● **About this exercise**: Would you go through the records below and copy each line with the string "longtest"?
○ ○ ○ ○ ○ ○ ○
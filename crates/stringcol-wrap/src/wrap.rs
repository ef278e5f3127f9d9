//! Two-pass wrap orchestration over a whole column.
//!
//! Pass one sizes every row's output ([`planned_len`]); an exclusive scan
//! turns the sizes into disjoint output offsets; pass two replays the same
//! decisions per row into its pre-sized span. Rows are independent in both
//! passes, so each pass decomposes into per-chunk workers with no shared
//! mutable state; results are identical at any thread count.

use stringcol_core::{
    BufferResource, ColumnError, ColumnView, StringColumn, exclusive_scan,
};

use crate::machine::{ReflowSink, planned_len, reflow_row};

/// Rows below this count stay on the calling thread; chunking overhead
/// would dominate the kernel otherwise.
const MIN_ROWS_PER_THREAD: usize = 256;

/// Options for wrapping a column.
#[derive(Debug, Clone)]
pub struct WrapOptions {
    /// Maximum characters per output line. Must be at least 1.
    pub width: usize,
    /// Upper bound on worker threads for each pass. 1 runs sequentially.
    pub max_threads: usize,
}

impl WrapOptions {
    /// Options for the given width, sequential execution.
    #[must_use]
    pub fn new(width: usize) -> Self {
        Self {
            width,
            max_threads: 1,
        }
    }

    /// Allow up to `max_threads` workers per pass.
    #[must_use]
    pub fn max_threads(mut self, max_threads: usize) -> Self {
        self.max_threads = max_threads;
        self
    }
}

/// Wrap every non-null row of `column` to at most `width` characters per
/// line, sequentially.
///
/// Null rows pass through as null, zero-length rows. The output buffer is
/// sized exactly by the planning pass and allocated once via `resource`.
///
/// # Example
/// ```
/// use stringcol_core::{HeapResource, StringColumn};
/// use stringcol_wrap::wrap;
///
/// let col = StringColumn::from_rows(&[Some("tesT1 test2"), None, Some(" other test ")]);
/// let out = wrap(col.view(), 5, &HeapResource).unwrap();
/// assert_eq!(
///     out.to_rows().unwrap(),
///     vec![Some("tesT1\ntest2".into()), None, Some("other\ntest".into())]
/// );
/// ```
pub fn wrap(
    column: ColumnView<'_>,
    width: usize,
    resource: &dyn BufferResource,
) -> Result<StringColumn, ColumnError> {
    wrap_with_options(column, &WrapOptions::new(width), resource)
}

/// Wrap a column with explicit [`WrapOptions`].
pub fn wrap_with_options(
    column: ColumnView<'_>,
    options: &WrapOptions,
    resource: &dyn BufferResource,
) -> Result<StringColumn, ColumnError> {
    if options.width == 0 {
        return Err(ColumnError::InvalidWidth(options.width));
    }
    let rows = column.row_count();
    tracing::debug!(rows, width = options.width, "wrap: sizing pass");

    let lengths = plan_lengths(column, options)?;
    let offsets = exclusive_scan(&lengths);
    let total = offsets[rows];
    tracing::debug!(total_bytes = total, "wrap: write pass");

    let mut buffer = resource.allocate(total)?;
    write_rows(column, &offsets, &mut buffer, options)?;

    StringColumn::from_parts(offsets, buffer, column.validity().clone())
}

fn choose_thread_count(rows: usize, max_threads: usize) -> usize {
    rows.div_ceil(MIN_ROWS_PER_THREAD).clamp(1, max_threads.max(1))
}

/// Sizing pass: per-row output byte lengths. Null rows size to 0.
fn plan_lengths(
    column: ColumnView<'_>,
    options: &WrapOptions,
) -> Result<Vec<usize>, ColumnError> {
    let rows = column.row_count();
    let threads = choose_thread_count(rows, options.max_threads);
    if threads <= 1 {
        return plan_chunk(column, 0, rows, options.width);
    }

    let per_thread = rows.div_ceil(threads);
    let mut lengths = Vec::with_capacity(rows);
    let width = options.width;
    let joined: Result<(), ColumnError> = std::thread::scope(|s| {
        let mut tasks = Vec::new();
        let mut start = 0;
        while start < rows {
            let end = (start + per_thread).min(rows);
            tasks.push(s.spawn(move || plan_chunk(column, start, end, width)));
            start = end;
        }
        for task in tasks {
            let chunk = task
                .join()
                .map_err(|_| ColumnError::Internal("sizing worker panicked"))??;
            lengths.extend(chunk);
        }
        Ok(())
    });
    joined?;
    Ok(lengths)
}

fn plan_chunk(
    column: ColumnView<'_>,
    start: usize,
    end: usize,
    width: usize,
) -> Result<Vec<usize>, ColumnError> {
    let mut lengths = Vec::with_capacity(end - start);
    for i in start..end {
        let row = column.row(i);
        if row.is_null() {
            lengths.push(0);
        } else {
            lengths.push(planned_len(row.as_str()?, width));
        }
    }
    Ok(lengths)
}

/// Write pass: replay each row's decisions into its pre-sized span.
///
/// The buffer is partitioned at chunk-boundary offsets, so workers hold
/// disjoint `&mut` regions and never coordinate.
fn write_rows(
    column: ColumnView<'_>,
    offsets: &[usize],
    buffer: &mut [u8],
    options: &WrapOptions,
) -> Result<(), ColumnError> {
    let rows = column.row_count();
    let threads = choose_thread_count(rows, options.max_threads);
    if threads <= 1 {
        return write_chunk(column, offsets, 0, rows, buffer, options.width);
    }

    let per_thread = rows.div_ceil(threads);
    let width = options.width;
    std::thread::scope(|s| {
        let mut tasks = Vec::new();
        let mut rest = buffer;
        let mut start = 0;
        while start < rows {
            let end = (start + per_thread).min(rows);
            let chunk_bytes = offsets[end] - offsets[start];
            let (chunk, tail) = std::mem::take(&mut rest).split_at_mut(chunk_bytes);
            rest = tail;
            tasks.push(s.spawn(move || write_chunk(column, offsets, start, end, chunk, width)));
            start = end;
        }
        for task in tasks {
            task.join()
                .map_err(|_| ColumnError::Internal("write worker panicked"))??;
        }
        Ok(())
    })
}

fn write_chunk(
    column: ColumnView<'_>,
    offsets: &[usize],
    start: usize,
    end: usize,
    chunk: &mut [u8],
    width: usize,
) -> Result<(), ColumnError> {
    let base = offsets[start];
    for i in start..end {
        let row = column.row(i);
        if row.is_null() {
            continue;
        }
        let span = &mut chunk[offsets[i] - base..offsets[i + 1] - base];
        let mut sink = SpanSink::new(span);
        reflow_row(row.as_str()?, width, &mut sink);
        sink.finish()?;
    }
    Ok(())
}

/// Writer sink: fills a pre-sized span exactly.
///
/// Never writes out of bounds; a budget mismatch poisons the sink and
/// `finish` reports it as an internal-invariant failure instead of
/// exposing a truncated column.
struct SpanSink<'a> {
    span: &'a mut [u8],
    cursor: usize,
    poisoned: bool,
}

impl<'a> SpanSink<'a> {
    fn new(span: &'a mut [u8]) -> Self {
        Self {
            span,
            cursor: 0,
            poisoned: false,
        }
    }

    fn put_bytes(&mut self, bytes: &[u8]) {
        let end = self.cursor + bytes.len();
        if end > self.span.len() {
            self.poisoned = true;
        } else {
            self.span[self.cursor..end].copy_from_slice(bytes);
        }
        self.cursor = end;
    }

    fn finish(self) -> Result<(), ColumnError> {
        if self.poisoned || self.cursor != self.span.len() {
            return Err(ColumnError::Internal(
                "writer byte budget disagrees with the sizing pass",
            ));
        }
        Ok(())
    }
}

impl ReflowSink for SpanSink<'_> {
    fn put_char(&mut self, ch: char) -> usize {
        let at = self.cursor;
        let mut utf8 = [0u8; 4];
        self.put_bytes(ch.encode_utf8(&mut utf8).as_bytes());
        at
    }

    fn substitute_break(&mut self, at: usize) {
        // `at` was returned by put_char for a 1-byte space, so it is in
        // bounds whenever the sink is unpoisoned.
        if at < self.span.len() {
            self.span[at] = b'\n';
        } else {
            self.poisoned = true;
        }
    }

    fn insert_break(&mut self) {
        self.put_bytes(b"\n");
    }
}

#[cfg(test)]
mod tests {
    use super::*;
    use stringcol_core::HeapResource;

    fn wrap_rows(rows: &[Option<&str>], width: usize) -> Result<Vec<Option<String>>, ColumnError> {
        let col = StringColumn::from_rows(rows);
        wrap(col.view(), width, &HeapResource)?.to_rows()
    }

    #[test]
    fn substitutes_the_separating_space() {
        assert_eq!(
            wrap_rows(&[Some("tesT1 test2")], 5).unwrap(),
            vec![Some("tesT1\ntest2".to_owned())]
        );
    }

    #[test]
    fn trims_outer_spaces_before_wrapping() {
        assert_eq!(
            wrap_rows(&[Some(" other test ")], 5).unwrap(),
            vec![Some("other\ntest".to_owned())]
        );
    }

    #[test]
    fn splits_every_oversized_token() {
        assert_eq!(
            wrap_rows(&[Some("more longtest short1")], 5).unwrap(),
            vec![Some("more\nlongt\nest\nshort\n1".to_owned())]
        );
    }

    #[test]
    fn null_rows_pass_through_null() {
        let out = wrap_rows(&[None, Some("a b"), None], 2).unwrap();
        assert_eq!(
            out,
            vec![None, Some("a\nb".to_owned()), None]
        );
    }

    #[test]
    fn empty_and_all_space_rows_become_empty() {
        let out = wrap_rows(&[Some(""), Some("     ")], 3).unwrap();
        assert_eq!(out, vec![Some(String::new()), Some(String::new())]);
    }

    #[test]
    fn width_wider_than_row_leaves_it_alone() {
        assert_eq!(
            wrap_rows(&[Some("hello world")], 80).unwrap(),
            vec![Some("hello world".to_owned())]
        );
    }

    #[test]
    fn zero_width_is_rejected_before_any_row() {
        let col = StringColumn::from_rows(&[Some("never read")]);
        assert_eq!(
            wrap(col.view(), 0, &HeapResource).unwrap_err(),
            ColumnError::InvalidWidth(0)
        );
        // Even an empty column rejects the width.
        let empty = StringColumn::from_rows::<&str>(&[]);
        assert_eq!(
            wrap(empty.view(), 0, &HeapResource).unwrap_err(),
            ColumnError::InvalidWidth(0)
        );
    }

    #[test]
    fn empty_column_wraps_to_empty_column() {
        let out = wrap_rows(&[], 4).unwrap();
        assert!(out.is_empty());
    }

    #[test]
    fn all_null_column_allocates_nothing() {
        let col = StringColumn::from_rows::<&str>(&[None, None]);
        let out = wrap(col.view(), 3, &HeapResource).unwrap();
        assert_eq!(out.buffer().len(), 0);
        assert_eq!(out.to_rows().unwrap(), vec![None, None]);
    }

    #[test]
    fn invalid_utf8_aborts_the_whole_operation() {
        let col = StringColumn::from_parts(
            vec![0, 2, 4],
            vec![b'o', b'k', 0xc3, 0x28],
            stringcol_core::ValidityMask::all_valid(2),
        )
        .unwrap();
        assert_eq!(
            wrap(col.view(), 5, &HeapResource).unwrap_err(),
            ColumnError::Encoding { row: 1 }
        );
    }

    #[test]
    fn allocation_failure_surfaces_without_partial_output() {
        struct NoResource;
        impl BufferResource for NoResource {
            fn allocate(&self, bytes: usize) -> Result<Vec<u8>, ColumnError> {
                Err(ColumnError::Allocation { bytes })
            }
        }
        let col = StringColumn::from_rows(&[Some("a b c")]);
        assert_eq!(
            wrap(col.view(), 1, &NoResource).unwrap_err(),
            ColumnError::Allocation { bytes: 5 }
        );
    }

    #[test]
    fn parallel_matches_sequential() {
        let rows: Vec<Option<String>> = (0..3000)
            .map(|i| {
                if i % 7 == 3 {
                    None
                } else {
                    Some(format!("row {i} with some words and averyverylongtoken{i}"))
                }
            })
            .collect();
        let refs: Vec<Option<&str>> = rows.iter().map(|r| r.as_deref()).collect();
        let col = StringColumn::from_rows(&refs);

        let seq = wrap(col.view(), 7, &HeapResource).unwrap();
        let par = wrap_with_options(
            col.view(),
            &WrapOptions::new(7).max_threads(4),
            &HeapResource,
        )
        .unwrap();
        assert_eq!(seq, par);
    }

    #[test]
    fn wrapping_is_deterministic() {
        let col = StringColumn::from_rows(&[Some("more longtest short1"), Some(" x  y ")]);
        let first = wrap(col.view(), 5, &HeapResource).unwrap();
        let second = wrap(col.view(), 5, &HeapResource).unwrap();
        assert_eq!(first, second);
    }

    #[test]
    fn multibyte_rows_wrap_by_character_count() {
        assert_eq!(
            wrap_rows(&[Some("héllo wörld")], 5).unwrap(),
            vec![Some("héllo\nwörld".to_owned())]
        );
    }

    #[test]
    fn span_sink_rejects_underfilled_span() {
        let mut bytes = vec![0u8; 4];
        let mut sink = SpanSink::new(&mut bytes);
        sink.put_char('a');
        assert!(sink.finish().is_err());
    }

    #[test]
    fn span_sink_rejects_overflow_without_writing_past_the_span() {
        let mut bytes = vec![0u8; 1];
        let mut sink = SpanSink::new(&mut bytes);
        sink.put_char('a');
        sink.put_char('b');
        assert!(sink.finish().is_err());
        assert_eq!(bytes, vec![b'a']);
    }
}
○ ○ ○ ○ ○ ○ ○
● **Reply**:
            wrap_rows(&[Some("more longtest short1")], 5).unwrap(),
        let col = StringColumn::from_rows(&[Some("more longtest short1"), Some(" x  y ")]);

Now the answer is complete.